Passage obligé du type sensible, avec un cœur gros comme ça, coulant comme un camembert laissé à l'extérieur du frigo un jour de canicule. Tu sais, ce genre de type qui n'aime pas la faim dans le monde, la guerre et le capitalisme outrancier que je suis.
Bon, ben Le Tombeau des lucioles est un peu le tire-larme que je craignais. Que je regardais de loin. La boule au ventre à l'idée de venir y déposer mes pleurs.


Ben ouais, tu vois, j'y ai pas coupé, j'ai eu la gorge serrée, les larmes perlant au coin des yeux. Tout le grand tintouin qui brise ma virilité d'homme viril, de macho-macho man en me rendant tout mou comme un chamalow abandonné dans la forêt un jour de pluie après un feu de camp scout.


Et tu sais que là je meuble parce que franchement je sais pas trop quoi te dire sur ce film. J'ai vu qu'il y avait plein de chouettes critiques dessus qu'il me faudrait lire. Je me demande si tu devrais pas aller les lire toi aussi... Vraiment !


Moi je vais essayer de décrire avec mes petits mots à moi ce que le bout de film d'une heure vingt six de Takahata m'a inspiré, ravalant mes sanglots.
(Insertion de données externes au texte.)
//! Company fundamentals and financial statements.
//!
//! Best-effort tables over Yahoo's v10 quoteSummary endpoint: a fixed set of
//! key indicators per company, and the three financial statements (balance
//! sheet, income statement, cash flow) with one column per reported period.
//! Display labels go through a request-scoped [`LabelTranslator`] passed into
//! every table builder.

mod labels;
pub use labels::{ChineseLabels, EnglishLabels, LabelTranslator, Language};

mod response;
use response::QuoteSummaryEnvelope;

use reqwest::Client;
use serde::{Deserialize, Serialize};
use serde_json::Value;

use crate::{errors::Error, models::symbol::Symbol};

const QUOTE_SUMMARY_URL: &str = "https://query1.finance.yahoo.com/v10/finance/quoteSummary";

const FUNDAMENTALS_MODULES: &str =
    "price,assetProfile,summaryDetail,financialData,defaultKeyStatistics";

#[derive(Clone, Copy)]
enum IndicatorKind {
    Text,
    Number,
    Percent,
}

/// The indicator set shown for every company, in display order.
const INDICATORS: &[(&str, &str, IndicatorKind)] = &[
    ("longName", "Company Name", IndicatorKind::Text),
    ("country", "Country", IndicatorKind::Text),
    ("city", "City", IndicatorKind::Text),
    ("marketCap", "Market Cap", IndicatorKind::Number),
    ("totalRevenue", "Total Revenue", IndicatorKind::Number),
    ("grossMargins", "Gross Margin", IndicatorKind::Percent),
    ("operatingMargins", "Operating Margin", IndicatorKind::Percent),
    ("profitMargins", "Profit Margin", IndicatorKind::Percent),
    ("trailingEps", "Trailing EPS", IndicatorKind::Number),
    ("pegRatio", "PEG Ratio", IndicatorKind::Number),
    ("dividendRate", "Dividend Rate", IndicatorKind::Percent),
    ("payoutRatio", "Payout Ratio", IndicatorKind::Percent),
    ("bookValue", "Book Value", IndicatorKind::Number),
    ("operatingCashflow", "Operating Cash Flow", IndicatorKind::Number),
    ("freeCashflow", "Free Cash Flow", IndicatorKind::Number),
    ("returnOnEquity", "Return on Equity", IndicatorKind::Percent),
];

/// One labeled indicator row.
#[derive(Clone, Debug, PartialEq, Serialize, Deserialize)]
pub struct FundamentalRow {
    pub label: String,
    pub value: String,
}

/// Key indicators for one company, already labeled and formatted.
#[derive(Clone, Debug, Default, PartialEq, Serialize, Deserialize)]
pub struct FundamentalsTable {
    pub rows: Vec<FundamentalRow>,
}

/// Which financial statement to fetch.
#[derive(Clone, Copy, Debug, PartialEq, Eq, Serialize, Deserialize)]
#[cfg_attr(feature = "cli", derive(clap::ValueEnum))]
pub enum StatementKind {
    BalanceSheet,
    IncomeStatement,
    CashFlow,
}

impl StatementKind {
    fn module(&self) -> &'static str {
        match self {
            StatementKind::BalanceSheet => "balanceSheetHistory",
            StatementKind::IncomeStatement => "incomeStatementHistory",
            StatementKind::CashFlow => "cashflowStatementHistory",
        }
    }

    /// Key of the statement array inside the module object.
    fn statements_key(&self) -> &'static str {
        match self {
            StatementKind::BalanceSheet => "balanceSheetStatements",
            StatementKind::IncomeStatement => "incomeStatementHistory",
            StatementKind::CashFlow => "cashflowStatements",
        }
    }

    pub fn title(&self) -> &'static str {
        match self {
            StatementKind::BalanceSheet => "Balance Sheet",
            StatementKind::IncomeStatement => "Income Statement",
            StatementKind::CashFlow => "Cash Flow Statement",
        }
    }
}

/// One statement line item across all reported periods.
#[derive(Clone, Debug, PartialEq, Serialize, Deserialize)]
pub struct StatementRow {
    pub label: String,
    pub values: Vec<String>,
}

/// A financial statement: one column per reported period, newest first as
/// the provider returns them.
#[derive(Clone, Debug, Default, PartialEq, Serialize, Deserialize)]
pub struct StatementTable {
    pub title: String,
    pub periods: Vec<String>,
    pub rows: Vec<StatementRow>,
}

/// Fetches the key-indicator table for one company.
///
/// A transport failure is [`Error::ProviderUnavailable`]; a symbol the
/// endpoint does not know is [`Error::NoData`].
pub async fn fetch_fundamentals(
    client: &Client,
    symbol: &Symbol,
    labels: &dyn LabelTranslator,
) -> Result<FundamentalsTable, Error> {
    let modules = fetch_modules(client, symbol, FUNDAMENTALS_MODULES).await?;
    Ok(build_fundamentals(&modules, labels))
}

/// Fetches one financial statement for one company.
pub async fn fetch_statement(
    client: &Client,
    symbol: &Symbol,
    kind: StatementKind,
    labels: &dyn LabelTranslator,
) -> Result<StatementTable, Error> {
    let modules = fetch_modules(client, symbol, kind.module()).await?;
    build_statement(&modules, kind, labels).ok_or(Error::NoData)
}

async fn fetch_modules(
    client: &Client,
    symbol: &Symbol,
    modules: &str,
) -> Result<Value, Error> {
    if symbol.is_empty() {
        return Err(Error::EmptySelection);
    }

    let url = format!("{QUOTE_SUMMARY_URL}/{symbol}");
    let response = client
        .get(&url)
        .query(&[("modules", modules)])
        .send()
        .await
        .map_err(|e| Error::ProviderUnavailable(e.to_string()))?;
    let body = response
        .text()
        .await
        .map_err(|e| Error::ProviderUnavailable(e.to_string()))?;

    let envelope: QuoteSummaryEnvelope =
        serde_json::from_str(&body).map_err(|e| Error::ProviderUnavailable(e.to_string()))?;
    if let Some(error) = envelope.quote_summary.error {
        log::warn!("[{symbol}] quoteSummary returned no data ({})", error.code);
        return Err(Error::NoData);
    }
    envelope
        .quote_summary
        .result
        .and_then(|results| results.into_iter().next())
        .ok_or(Error::NoData)
}

fn build_fundamentals(modules: &Value, labels: &dyn LabelTranslator) -> FundamentalsTable {
    let mut rows = Vec::with_capacity(INDICATORS.len());
    for (key, label, kind) in INDICATORS {
        // Indicators the company does not report stay in the table with an
        // empty value.
        let value = match response::find_field(modules, key) {
            Some(field) => match kind {
                IndicatorKind::Text => field.as_str().unwrap_or_default().to_string(),
                IndicatorKind::Number => response::raw_number(field)
                    .map(format_number)
                    .unwrap_or_default(),
                IndicatorKind::Percent => response::raw_number(field)
                    .map(format_percent)
                    .unwrap_or_default(),
            },
            None => String::new(),
        };
        rows.push(FundamentalRow {
            label: labels.translate(label),
            value,
        });
    }
    FundamentalsTable { rows }
}

fn build_statement(
    modules: &Value,
    kind: StatementKind,
    labels: &dyn LabelTranslator,
) -> Option<StatementTable> {
    let statements = modules
        .get(kind.module())?
        .get(kind.statements_key())?
        .as_array()?;
    if statements.is_empty() {
        return None;
    }

    let periods: Vec<String> = statements
        .iter()
        .map(|statement| {
            statement
                .get("endDate")
                .and_then(|date| date.get("fmt"))
                .and_then(Value::as_str)
                .unwrap_or_default()
                .to_string()
        })
        .collect();

    // Line items in first-seen order across periods; periods can differ in
    // which items they report.
    let mut keys: Vec<&str> = Vec::new();
    for statement in statements {
        for key in statement.as_object()?.keys() {
            if key == "endDate" || key == "maxAge" {
                continue;
            }
            if !keys.contains(&key.as_str()) {
                keys.push(key);
            }
        }
    }

    let rows = keys
        .into_iter()
        .map(|key| StatementRow {
            label: labels.translate(&humanize_key(key)),
            values: statements
                .iter()
                .map(|statement| {
                    statement
                        .get(key)
                        .and_then(response::raw_number)
                        .map(format_number)
                        .unwrap_or_default()
                })
                .collect(),
        })
        .collect();

    Some(StatementTable {
        title: labels.translate(kind.title()),
        periods,
        rows,
    })
}

/// `totalCurrentAssets` -> `Total Current Assets`.
fn humanize_key(key: &str) -> String {
    let mut label = String::with_capacity(key.len() + 4);
    for (i, ch) in key.chars().enumerate() {
        if i == 0 {
            label.extend(ch.to_uppercase());
        } else if ch.is_ascii_uppercase() {
            label.push(' ');
            label.push(ch);
        } else {
            label.push(ch);
        }
    }
    label
}

/// Thousands separators for magnitudes of 1000 and up; smaller values keep
/// their fractional part.
fn format_number(value: f64) -> String {
    if value.abs() >= 1000.0 {
        group_thousands(value)
    } else {
        format!("{value}")
    }
}

fn group_thousands(value: f64) -> String {
    let rounded = value.abs().round() as u128;
    let digits = rounded.to_string();
    let mut grouped = String::with_capacity(digits.len() + digits.len() / 3);
    for (i, ch) in digits.chars().enumerate() {
        if i > 0 && (digits.len() - i) % 3 == 0 {
            grouped.push(',');
        }
        grouped.push(ch);
    }
    if value < 0.0 {
        format!("-{grouped}")
    } else {
        grouped
    }
}

fn format_percent(value: f64) -> String {
    format!("{:.2}%", value * 100.0)
}

#[cfg(test)]
mod tests {
    use super::*;
    use crate::models::asset::AssetClass;

    const MODULES_FIXTURE: &str = r#"{
        "price": {"longName": "Apple Inc.", "marketCap": {"raw": 2994371780608.0, "fmt": "2.99T"}},
        "assetProfile": {"country": "United States", "city": "Cupertino"},
        "financialData": {
            "totalRevenue": {"raw": 383285000000.0, "fmt": "383.29B"},
            "grossMargins": {"raw": 0.44131, "fmt": "44.13%"},
            "returnOnEquity": {"raw": 1.4725, "fmt": "147.25%"},
            "freeCashflow": {"raw": 84726874112.0, "fmt": "84.73B"}
        },
        "defaultKeyStatistics": {"trailingEps": {"raw": 6.13, "fmt": "6.13"}}
    }"#;

    const STATEMENT_FIXTURE: &str = r#"{
        "balanceSheetHistory": {
            "balanceSheetStatements": [
                {
                    "maxAge": 1,
                    "endDate": {"raw": 1695945600, "fmt": "2023-09-30"},
                    "cash": {"raw": 29965000000.0, "fmt": "29.97B"},
                    "totalAssets": {"raw": 352583000000.0, "fmt": "352.58B"}
                },
                {
                    "maxAge": 1,
                    "endDate": {"raw": 1664150400, "fmt": "2022-09-24"},
                    "cash": {"raw": 23646000000.0, "fmt": "23.65B"},
                    "totalAssets": {"raw": 352755000000.0, "fmt": "352.76B"},
                    "inventory": {"raw": 4946000000.0, "fmt": "4.95B"}
                }
            ]
        }
    }"#;

    fn modules() -> Value {
        serde_json::from_str(MODULES_FIXTURE).unwrap()
    }

    #[test]
    fn builds_the_full_indicator_set_in_order() {
        let table = build_fundamentals(&modules(), &ChineseLabels);

        assert_eq!(table.rows.len(), INDICATORS.len());
        assert_eq!(table.rows[0].label, "公司名稱");
        assert_eq!(table.rows[0].value, "Apple Inc.");
        assert_eq!(table.rows[3].label, "市值");
        assert_eq!(table.rows[3].value, "2,994,371,780,608");
    }

    #[test]
    fn percent_indicators_are_formatted_as_percentages() {
        let table = build_fundamentals(&modules(), &EnglishLabels);

        let gross = table.rows.iter().find(|r| r.label == "Gross Margin").unwrap();
        assert_eq!(gross.value, "44.13%");
        let roe = table
            .rows
            .iter()
            .find(|r| r.label == "Return on Equity")
            .unwrap();
        assert_eq!(roe.value, "147.25%");
    }

    #[test]
    fn unreported_indicators_stay_as_empty_rows() {
        let table = build_fundamentals(&modules(), &EnglishLabels);

        let peg = table.rows.iter().find(|r| r.label == "PEG Ratio").unwrap();
        assert_eq!(peg.value, "");
    }

    #[test]
    fn small_numbers_keep_their_fraction() {
        let table = build_fundamentals(&modules(), &EnglishLabels);

        let eps = table
            .rows
            .iter()
            .find(|r| r.label == "Trailing EPS")
            .unwrap();
        assert_eq!(eps.value, "6.13");
    }

    #[test]
    fn builds_a_statement_with_one_column_per_period() {
        let modules: Value = serde_json::from_str(STATEMENT_FIXTURE).unwrap();
        let table =
            build_statement(&modules, StatementKind::BalanceSheet, &ChineseLabels).unwrap();

        assert_eq!(table.title, "資產負債表");
        assert_eq!(table.periods, vec!["2023-09-30", "2022-09-24"]);

        let assets = table.rows.iter().find(|r| r.label == "總資產").unwrap();
        assert_eq!(assets.values, vec!["352,583,000,000", "352,755,000,000"]);

        // Reported only for the older period; the newer column stays empty.
        let inventory = table.rows.iter().find(|r| r.label == "Inventory").unwrap();
        assert_eq!(inventory.values, vec!["", "4,946,000,000"]);
    }

    #[test]
    fn empty_statement_history_is_none() {
        let modules: Value = serde_json::from_str(
            r#"{"balanceSheetHistory": {"balanceSheetStatements": []}}"#,
        )
        .unwrap();
        assert!(build_statement(&modules, StatementKind::BalanceSheet, &EnglishLabels).is_none());
    }

    #[test]
    fn camel_case_keys_humanize() {
        assert_eq!(humanize_key("totalCurrentAssets"), "Total Current Assets");
        assert_eq!(humanize_key("cash"), "Cash");
        assert_eq!(humanize_key("netIncome"), "Net Income");
    }

    #[test]
    fn thousands_grouping() {
        assert_eq!(format_number(999.5), "999.5");
        assert_eq!(format_number(1000.0), "1,000");
        assert_eq!(format_number(-2994371780608.0), "-2,994,371,780,608");
    }

    #[tokio::test]
    async fn empty_symbol_is_an_empty_selection() {
        let client = Client::new();
        let symbol = Symbol::normalize("", AssetClass::Equity);
        let result = fetch_fundamentals(&client, &symbol, &EnglishLabels).await;
        assert!(matches!(result, Err(Error::EmptySelection)));
    }
}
Question émotion, les premières minutes donnent le ton et nous voilà ventre noué par l'implacable ambiance de cet excellent métrage où l'espoir nous est immédiatement retiré, la mort de Seita présentée dès les premières minutes.
Spectateur impuissant d'un dénouement tragique annoncé, nous assisterons alors en compagnie des esprits de Seita et de sa petite sœur Setsuko au déroulement des évènements les ayant amenés où ils sont. Setsuko, d'ailleurs, véritable petite bombe à émotion pour le spectateur, le genre de petite-fille qui fait pleurer dans les chaumières.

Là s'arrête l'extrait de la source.